*What needs to be done:* Select, from the data, each line where "Some" occurs.

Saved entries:
//! Match confirmation: auto-accept above the threshold (or on an exact
//! code), otherwise ask the LLM to choose among the top candidates.
//!
//! Review policy: any committed choice below `auto_threshold` carries
//! `requires_review`; a confirmer choice below `review_threshold` is not
//! committed at all and the line stays unmatched. A chosen product
//! therefore always has `confidence >= auto_threshold` or the review
//! flag set.

use std::sync::Arc;

use serde_json::{json, Value};

use crate::catalog::Snapshot;
use crate::llm::{LlmClient, LlmParams};
use crate::models::{Candidate, LineItem, LineItemMatch, MatchMethod};

use super::retriever::RetrievedCandidate;
use super::search_text::query_search_text;

pub struct MatchConfirmer {
    llm: Arc<dyn LlmClient>,
    auto_threshold: f32,
    review_threshold: f32,
}

impl MatchConfirmer {
    pub fn new(llm: Arc<dyn LlmClient>, auto_threshold: f32, review_threshold: f32) -> Self {
        Self {
            llm,
            auto_threshold,
            review_threshold,
        }
    }

    /// Turn retrieved candidates into the final match record for one
    /// line item.
    pub fn confirm(
        &self,
        item: &LineItem,
        line_index: usize,
        retrieved: &[RetrievedCandidate],
        snapshot: &Snapshot,
    ) -> LineItemMatch {
        let candidates: Vec<Candidate> = retrieved
            .iter()
            .map(|c| Candidate {
                product_id: c.product_id,
                score: c.score,
                explain: c.explain.clone(),
            })
            .collect();

        let Some(top) = retrieved.first() else {
            return LineItemMatch::unmatched(line_index);
        };

        // Exact-code fast path and the auto threshold both skip the LLM.
        // An exact code whose dimension validation lowered the score
        // keeps its top position but gets the review flag.
        if top.method == MatchMethod::ExactCode || top.score >= self.auto_threshold {
            return LineItemMatch {
                line_index,
                candidates,
                chosen_product_id: Some(top.product_id),
                confidence: top.score,
                method: top.method,
                requires_review: top.score < self.auto_threshold,
            };
        }

        match self.ask_confirmer(item, retrieved, snapshot) {
            Ok(Some((chosen_id, confidence))) if confidence >= self.review_threshold => {
                LineItemMatch {
                    line_index,
                    candidates,
                    chosen_product_id: Some(chosen_id),
                    confidence,
                    method: MatchMethod::Confirmer,
                    requires_review: confidence < self.auto_threshold,
                }
            }
            // Below the review threshold the choice is not committed.
            Ok(Some((_, confidence))) => LineItemMatch {
                line_index,
                candidates,
                chosen_product_id: None,
                confidence,
                method: MatchMethod::Unmatched,
                requires_review: true,
            },
            Ok(None) => LineItemMatch {
                line_index,
                candidates,
                chosen_product_id: None,
                confidence: 0.0,
                method: MatchMethod::Unmatched,
                requires_review: true,
            },
            Err(e) => {
                tracing::warn!(line_index, error = %e, "Confirmer call failed — flagging for review");
                LineItemMatch {
                    line_index,
                    candidates,
                    chosen_product_id: None,
                    confidence: top.score,
                    method: top.method,
                    requires_review: true,
                }
            }
        }
    }

    fn ask_confirmer(
        &self,
        item: &LineItem,
        retrieved: &[RetrievedCandidate],
        snapshot: &Snapshot,
    ) -> Result<Option<(i64, f32)>, crate::llm::LlmError> {
        let schema = json!({
            "type": "object",
            "properties": {
                "chosen_product_id": { "type": ["integer", "null"] },
                "confidence": { "type": "number", "minimum": 0, "maximum": 1 },
                "rationale": { "type": "string" }
            },
            "required": ["chosen_product_id", "confidence"]
        });

        let listing: String = retrieved
            .iter()
            .map(|c| {
                let detail = snapshot
                    .product_by_id(c.product_id)
                    .map(|p| {
                        format!(
                            "code={} name={}",
                            p.trimmed_code().unwrap_or("-"),
                            p.name
                        )
                    })
                    .unwrap_or_else(|| "unknown".into());
                format!("- id {}: {detail} (score {:.2})", c.product_id, c.score)
            })
            .collect::<Vec<_>>()
            .join("\n");

        let prompt = format!(
            "A customer ordered this line item:\n{}\n\nCandidate products:\n{listing}\n\n\
Pick the candidate id that is the same article, or null if none of them is. \
Return JSON with chosen_product_id, confidence (0-1) and a one-sentence rationale.",
            query_search_text(item)
        );

        let response = self
            .llm
            .complete(&prompt, &schema, &LlmParams::default())?;

        let chosen = match response.get("chosen_product_id") {
            Some(Value::Number(n)) => n.as_i64(),
            _ => None,
        };
        let confidence = response
            .get("confidence")
            .and_then(Value::as_f64)
            .map(|c| c.clamp(0.0, 1.0) as f32)
            .unwrap_or(0.0);

        if let Some(rationale) = response.get("rationale").and_then(Value::as_str) {
            tracing::debug!(rationale, "Confirmer rationale");
        }

        match chosen {
            Some(id) if retrieved.iter().any(|c| c.product_id == id) => {
                Ok(Some((id, confidence)))
            }
            Some(id) => {
                tracing::warn!(id, "Confirmer chose an id outside the candidate set");
                Ok(None)
            }
            None => Ok(None),
        }
    }
}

*Completed task:*
        let Some(top) = retrieved.first() else {
                chosen_product_id: Some(top.product_id),
            Ok(Some((chosen_id, confidence))) if confidence >= self.review_threshold => {
                    chosen_product_id: Some(chosen_id),
            Ok(Some((_, confidence))) => LineItemMatch {
            Some(Value::Number(n)) => n.as_i64(),
        if let Some(rationale) = response.get("rationale").and_then(Value::as_str) {
            Some(id) if retrieved.iter().any(|c| c.product_id == id) => {
                Ok(Some((id, confidence)))
            Some(id) => {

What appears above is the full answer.